What to produce: In the data below, which lines contain "running"? List them by copying each one.

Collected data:
^^^^^^^^

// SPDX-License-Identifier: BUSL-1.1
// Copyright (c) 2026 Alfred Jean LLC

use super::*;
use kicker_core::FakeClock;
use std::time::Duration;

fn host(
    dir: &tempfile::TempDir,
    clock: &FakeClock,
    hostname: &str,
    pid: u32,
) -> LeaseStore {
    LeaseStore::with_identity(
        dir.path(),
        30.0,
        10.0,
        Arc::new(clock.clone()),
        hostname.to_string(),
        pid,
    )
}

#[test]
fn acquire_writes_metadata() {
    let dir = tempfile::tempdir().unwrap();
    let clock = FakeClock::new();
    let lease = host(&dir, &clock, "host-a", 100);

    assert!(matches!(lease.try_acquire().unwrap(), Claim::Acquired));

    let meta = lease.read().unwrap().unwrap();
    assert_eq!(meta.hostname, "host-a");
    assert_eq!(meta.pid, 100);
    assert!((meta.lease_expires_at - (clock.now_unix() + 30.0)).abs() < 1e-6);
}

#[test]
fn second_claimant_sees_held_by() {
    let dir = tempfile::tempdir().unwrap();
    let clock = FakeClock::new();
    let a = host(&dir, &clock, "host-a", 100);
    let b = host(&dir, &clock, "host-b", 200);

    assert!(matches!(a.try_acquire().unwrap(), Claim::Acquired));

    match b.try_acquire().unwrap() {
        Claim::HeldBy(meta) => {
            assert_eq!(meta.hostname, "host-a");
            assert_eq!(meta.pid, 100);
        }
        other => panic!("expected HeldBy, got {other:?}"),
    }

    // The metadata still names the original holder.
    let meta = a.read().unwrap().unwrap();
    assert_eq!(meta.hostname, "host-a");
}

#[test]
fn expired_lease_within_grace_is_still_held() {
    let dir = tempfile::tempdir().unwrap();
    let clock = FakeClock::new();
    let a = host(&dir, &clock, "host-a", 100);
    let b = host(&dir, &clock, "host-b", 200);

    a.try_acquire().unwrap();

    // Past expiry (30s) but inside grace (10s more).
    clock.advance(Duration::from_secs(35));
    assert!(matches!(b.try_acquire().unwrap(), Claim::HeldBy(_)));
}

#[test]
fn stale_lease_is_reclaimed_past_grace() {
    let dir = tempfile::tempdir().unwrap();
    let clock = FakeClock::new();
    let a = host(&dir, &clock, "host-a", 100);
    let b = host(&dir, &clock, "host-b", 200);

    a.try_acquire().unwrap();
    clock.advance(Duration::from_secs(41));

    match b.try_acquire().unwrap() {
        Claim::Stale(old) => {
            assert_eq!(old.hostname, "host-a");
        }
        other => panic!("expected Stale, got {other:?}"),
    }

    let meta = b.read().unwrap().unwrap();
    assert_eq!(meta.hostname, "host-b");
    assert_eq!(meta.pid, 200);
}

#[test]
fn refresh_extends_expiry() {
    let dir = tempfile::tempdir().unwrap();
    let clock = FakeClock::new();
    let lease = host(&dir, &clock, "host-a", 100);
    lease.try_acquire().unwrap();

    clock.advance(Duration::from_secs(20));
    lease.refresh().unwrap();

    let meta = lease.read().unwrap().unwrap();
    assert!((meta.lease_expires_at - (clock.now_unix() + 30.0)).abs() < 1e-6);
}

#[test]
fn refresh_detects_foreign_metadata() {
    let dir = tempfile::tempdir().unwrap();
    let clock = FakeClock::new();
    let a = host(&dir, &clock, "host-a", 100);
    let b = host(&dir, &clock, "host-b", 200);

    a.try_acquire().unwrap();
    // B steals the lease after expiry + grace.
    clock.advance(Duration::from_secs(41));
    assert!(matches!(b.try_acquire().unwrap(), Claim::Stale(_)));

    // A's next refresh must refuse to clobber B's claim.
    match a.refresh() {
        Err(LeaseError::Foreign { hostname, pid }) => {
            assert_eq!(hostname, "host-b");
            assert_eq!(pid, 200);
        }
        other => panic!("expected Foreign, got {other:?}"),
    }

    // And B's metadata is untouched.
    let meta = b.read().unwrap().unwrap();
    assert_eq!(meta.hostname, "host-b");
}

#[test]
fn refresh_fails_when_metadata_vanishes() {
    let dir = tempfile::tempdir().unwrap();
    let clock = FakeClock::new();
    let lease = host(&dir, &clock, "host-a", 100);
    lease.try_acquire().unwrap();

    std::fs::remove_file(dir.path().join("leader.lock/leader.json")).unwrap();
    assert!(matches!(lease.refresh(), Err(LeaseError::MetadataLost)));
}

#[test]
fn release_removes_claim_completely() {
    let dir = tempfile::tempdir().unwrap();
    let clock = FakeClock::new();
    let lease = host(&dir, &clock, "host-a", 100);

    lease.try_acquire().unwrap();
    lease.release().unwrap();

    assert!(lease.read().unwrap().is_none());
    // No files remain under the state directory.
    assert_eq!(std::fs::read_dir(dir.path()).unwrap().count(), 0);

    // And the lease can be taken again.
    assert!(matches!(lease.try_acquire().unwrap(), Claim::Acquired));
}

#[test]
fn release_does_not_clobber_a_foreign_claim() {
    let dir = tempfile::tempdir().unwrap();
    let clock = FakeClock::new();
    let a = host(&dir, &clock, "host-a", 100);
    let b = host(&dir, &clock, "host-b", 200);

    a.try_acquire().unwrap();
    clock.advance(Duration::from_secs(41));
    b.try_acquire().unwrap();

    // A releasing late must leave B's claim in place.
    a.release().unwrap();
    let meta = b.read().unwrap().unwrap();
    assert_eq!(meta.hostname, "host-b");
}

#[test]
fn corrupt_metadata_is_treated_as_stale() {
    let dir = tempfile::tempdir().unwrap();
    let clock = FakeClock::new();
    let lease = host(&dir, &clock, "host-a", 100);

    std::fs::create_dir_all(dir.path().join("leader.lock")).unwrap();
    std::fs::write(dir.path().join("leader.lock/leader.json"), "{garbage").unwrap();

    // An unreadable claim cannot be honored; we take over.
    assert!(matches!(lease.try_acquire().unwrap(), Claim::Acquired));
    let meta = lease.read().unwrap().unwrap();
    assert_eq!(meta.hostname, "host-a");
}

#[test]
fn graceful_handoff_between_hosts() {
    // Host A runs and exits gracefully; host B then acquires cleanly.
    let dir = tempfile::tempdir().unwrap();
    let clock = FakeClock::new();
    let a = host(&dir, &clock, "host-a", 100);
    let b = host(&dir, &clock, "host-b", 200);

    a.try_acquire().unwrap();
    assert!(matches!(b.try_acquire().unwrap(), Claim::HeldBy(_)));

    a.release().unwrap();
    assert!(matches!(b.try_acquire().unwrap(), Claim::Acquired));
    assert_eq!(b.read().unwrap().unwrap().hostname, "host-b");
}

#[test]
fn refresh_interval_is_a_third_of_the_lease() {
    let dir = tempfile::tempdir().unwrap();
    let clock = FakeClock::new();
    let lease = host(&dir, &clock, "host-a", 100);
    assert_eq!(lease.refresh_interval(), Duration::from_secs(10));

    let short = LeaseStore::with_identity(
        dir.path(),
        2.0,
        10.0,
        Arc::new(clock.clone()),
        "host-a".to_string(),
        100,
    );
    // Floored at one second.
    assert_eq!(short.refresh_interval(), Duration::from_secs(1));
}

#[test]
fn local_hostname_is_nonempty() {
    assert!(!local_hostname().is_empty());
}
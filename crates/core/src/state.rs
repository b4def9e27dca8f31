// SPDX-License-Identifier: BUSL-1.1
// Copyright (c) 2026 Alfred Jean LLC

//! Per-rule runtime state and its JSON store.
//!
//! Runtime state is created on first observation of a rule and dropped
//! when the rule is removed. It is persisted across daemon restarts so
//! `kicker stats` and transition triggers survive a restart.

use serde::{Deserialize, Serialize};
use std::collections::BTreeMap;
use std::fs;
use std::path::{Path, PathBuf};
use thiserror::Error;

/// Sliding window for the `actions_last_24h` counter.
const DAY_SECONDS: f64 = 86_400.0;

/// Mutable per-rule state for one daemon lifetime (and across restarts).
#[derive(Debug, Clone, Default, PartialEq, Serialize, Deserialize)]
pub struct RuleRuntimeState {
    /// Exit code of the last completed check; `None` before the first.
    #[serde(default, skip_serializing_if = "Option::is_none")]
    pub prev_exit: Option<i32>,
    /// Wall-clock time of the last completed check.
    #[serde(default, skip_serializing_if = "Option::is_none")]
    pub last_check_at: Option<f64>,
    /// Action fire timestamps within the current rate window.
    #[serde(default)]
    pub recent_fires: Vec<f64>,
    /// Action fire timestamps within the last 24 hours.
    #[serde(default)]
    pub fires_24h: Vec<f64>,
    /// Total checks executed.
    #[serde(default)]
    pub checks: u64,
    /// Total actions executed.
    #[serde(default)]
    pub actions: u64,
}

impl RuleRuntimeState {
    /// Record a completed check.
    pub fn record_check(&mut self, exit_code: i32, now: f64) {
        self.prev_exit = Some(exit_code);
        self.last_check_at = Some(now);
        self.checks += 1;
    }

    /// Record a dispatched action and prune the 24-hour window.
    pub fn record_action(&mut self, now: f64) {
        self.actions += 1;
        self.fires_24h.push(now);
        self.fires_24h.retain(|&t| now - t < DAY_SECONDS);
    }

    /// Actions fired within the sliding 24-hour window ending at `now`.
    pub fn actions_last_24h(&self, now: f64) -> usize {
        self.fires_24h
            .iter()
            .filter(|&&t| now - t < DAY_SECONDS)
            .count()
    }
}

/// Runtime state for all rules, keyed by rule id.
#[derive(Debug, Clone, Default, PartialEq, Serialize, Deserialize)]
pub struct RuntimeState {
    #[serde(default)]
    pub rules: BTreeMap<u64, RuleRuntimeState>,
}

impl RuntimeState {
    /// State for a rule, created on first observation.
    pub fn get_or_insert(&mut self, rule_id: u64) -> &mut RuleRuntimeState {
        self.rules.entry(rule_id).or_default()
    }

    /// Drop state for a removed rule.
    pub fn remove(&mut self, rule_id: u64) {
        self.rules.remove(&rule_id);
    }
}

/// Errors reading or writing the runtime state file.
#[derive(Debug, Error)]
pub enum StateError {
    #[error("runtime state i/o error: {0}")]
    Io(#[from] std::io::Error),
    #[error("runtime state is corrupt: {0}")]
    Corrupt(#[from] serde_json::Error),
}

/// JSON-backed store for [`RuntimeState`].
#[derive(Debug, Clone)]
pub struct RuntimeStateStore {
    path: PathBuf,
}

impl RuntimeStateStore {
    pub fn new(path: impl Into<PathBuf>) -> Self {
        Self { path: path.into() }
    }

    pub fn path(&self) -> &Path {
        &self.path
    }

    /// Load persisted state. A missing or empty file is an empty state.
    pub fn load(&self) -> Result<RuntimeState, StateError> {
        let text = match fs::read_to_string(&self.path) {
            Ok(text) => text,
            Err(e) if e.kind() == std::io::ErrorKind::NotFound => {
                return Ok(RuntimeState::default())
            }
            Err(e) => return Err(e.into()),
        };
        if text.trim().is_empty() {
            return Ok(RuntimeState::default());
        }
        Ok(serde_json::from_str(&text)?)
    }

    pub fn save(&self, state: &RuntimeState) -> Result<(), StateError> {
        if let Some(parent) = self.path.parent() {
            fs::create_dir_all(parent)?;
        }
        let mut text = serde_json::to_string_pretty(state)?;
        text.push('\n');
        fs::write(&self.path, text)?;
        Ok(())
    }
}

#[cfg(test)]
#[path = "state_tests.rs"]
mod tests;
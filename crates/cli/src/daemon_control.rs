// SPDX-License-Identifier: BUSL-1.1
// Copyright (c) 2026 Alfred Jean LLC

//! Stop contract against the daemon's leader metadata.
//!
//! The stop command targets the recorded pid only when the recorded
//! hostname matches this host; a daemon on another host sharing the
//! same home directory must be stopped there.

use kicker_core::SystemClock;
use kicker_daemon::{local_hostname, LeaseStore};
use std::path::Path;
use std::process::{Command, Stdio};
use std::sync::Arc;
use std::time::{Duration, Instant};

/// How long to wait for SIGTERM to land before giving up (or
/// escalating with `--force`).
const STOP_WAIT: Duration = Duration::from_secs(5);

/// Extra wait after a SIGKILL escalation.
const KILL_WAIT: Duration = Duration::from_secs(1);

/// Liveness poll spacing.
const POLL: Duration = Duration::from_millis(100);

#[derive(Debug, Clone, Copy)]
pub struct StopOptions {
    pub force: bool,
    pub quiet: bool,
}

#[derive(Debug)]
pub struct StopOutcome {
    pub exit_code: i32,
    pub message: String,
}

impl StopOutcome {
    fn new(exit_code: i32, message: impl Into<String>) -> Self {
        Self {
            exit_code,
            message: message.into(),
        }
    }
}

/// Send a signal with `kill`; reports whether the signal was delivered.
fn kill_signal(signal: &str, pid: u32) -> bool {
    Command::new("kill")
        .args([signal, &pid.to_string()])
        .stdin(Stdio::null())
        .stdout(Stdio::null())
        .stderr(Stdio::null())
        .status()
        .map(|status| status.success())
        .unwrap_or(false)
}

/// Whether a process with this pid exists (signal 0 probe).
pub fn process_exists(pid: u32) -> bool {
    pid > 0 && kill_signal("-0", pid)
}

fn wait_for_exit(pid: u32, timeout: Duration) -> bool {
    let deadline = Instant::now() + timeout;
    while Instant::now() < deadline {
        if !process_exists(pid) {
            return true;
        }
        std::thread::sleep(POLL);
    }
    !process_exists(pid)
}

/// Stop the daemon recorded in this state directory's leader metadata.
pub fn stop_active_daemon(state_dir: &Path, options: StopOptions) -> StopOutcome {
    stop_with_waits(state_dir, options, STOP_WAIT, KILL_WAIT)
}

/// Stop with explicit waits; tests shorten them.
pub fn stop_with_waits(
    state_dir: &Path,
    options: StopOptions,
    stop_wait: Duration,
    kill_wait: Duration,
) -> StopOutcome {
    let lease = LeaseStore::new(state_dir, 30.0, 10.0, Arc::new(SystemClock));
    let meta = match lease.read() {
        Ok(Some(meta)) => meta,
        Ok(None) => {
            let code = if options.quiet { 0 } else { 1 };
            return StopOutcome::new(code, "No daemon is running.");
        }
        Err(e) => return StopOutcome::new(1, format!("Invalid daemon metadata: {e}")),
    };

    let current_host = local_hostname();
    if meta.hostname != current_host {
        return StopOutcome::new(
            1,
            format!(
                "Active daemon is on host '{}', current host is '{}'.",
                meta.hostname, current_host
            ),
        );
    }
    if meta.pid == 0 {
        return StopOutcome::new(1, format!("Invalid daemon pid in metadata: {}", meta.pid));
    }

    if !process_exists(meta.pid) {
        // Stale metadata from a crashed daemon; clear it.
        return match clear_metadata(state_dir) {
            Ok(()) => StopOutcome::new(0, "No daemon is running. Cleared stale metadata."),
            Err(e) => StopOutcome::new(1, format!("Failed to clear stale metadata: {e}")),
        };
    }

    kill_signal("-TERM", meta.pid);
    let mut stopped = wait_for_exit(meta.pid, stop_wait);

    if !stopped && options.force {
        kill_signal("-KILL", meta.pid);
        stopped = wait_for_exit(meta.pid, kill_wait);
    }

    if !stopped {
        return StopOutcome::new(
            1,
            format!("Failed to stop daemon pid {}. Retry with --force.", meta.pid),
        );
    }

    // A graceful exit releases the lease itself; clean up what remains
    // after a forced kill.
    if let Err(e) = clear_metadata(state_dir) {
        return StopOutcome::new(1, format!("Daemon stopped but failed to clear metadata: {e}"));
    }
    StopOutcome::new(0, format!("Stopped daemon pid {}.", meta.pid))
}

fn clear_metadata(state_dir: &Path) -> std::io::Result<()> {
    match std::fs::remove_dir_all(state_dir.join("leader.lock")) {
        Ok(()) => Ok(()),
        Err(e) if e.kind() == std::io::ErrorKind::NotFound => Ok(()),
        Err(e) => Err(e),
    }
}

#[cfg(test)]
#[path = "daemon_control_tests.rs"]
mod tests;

^^^^^^^^

Task result:
            return StopOutcome::new(code, "No daemon is running.");
            Ok(()) => StopOutcome::new(0, "No daemon is running. Cleared stale metadata."),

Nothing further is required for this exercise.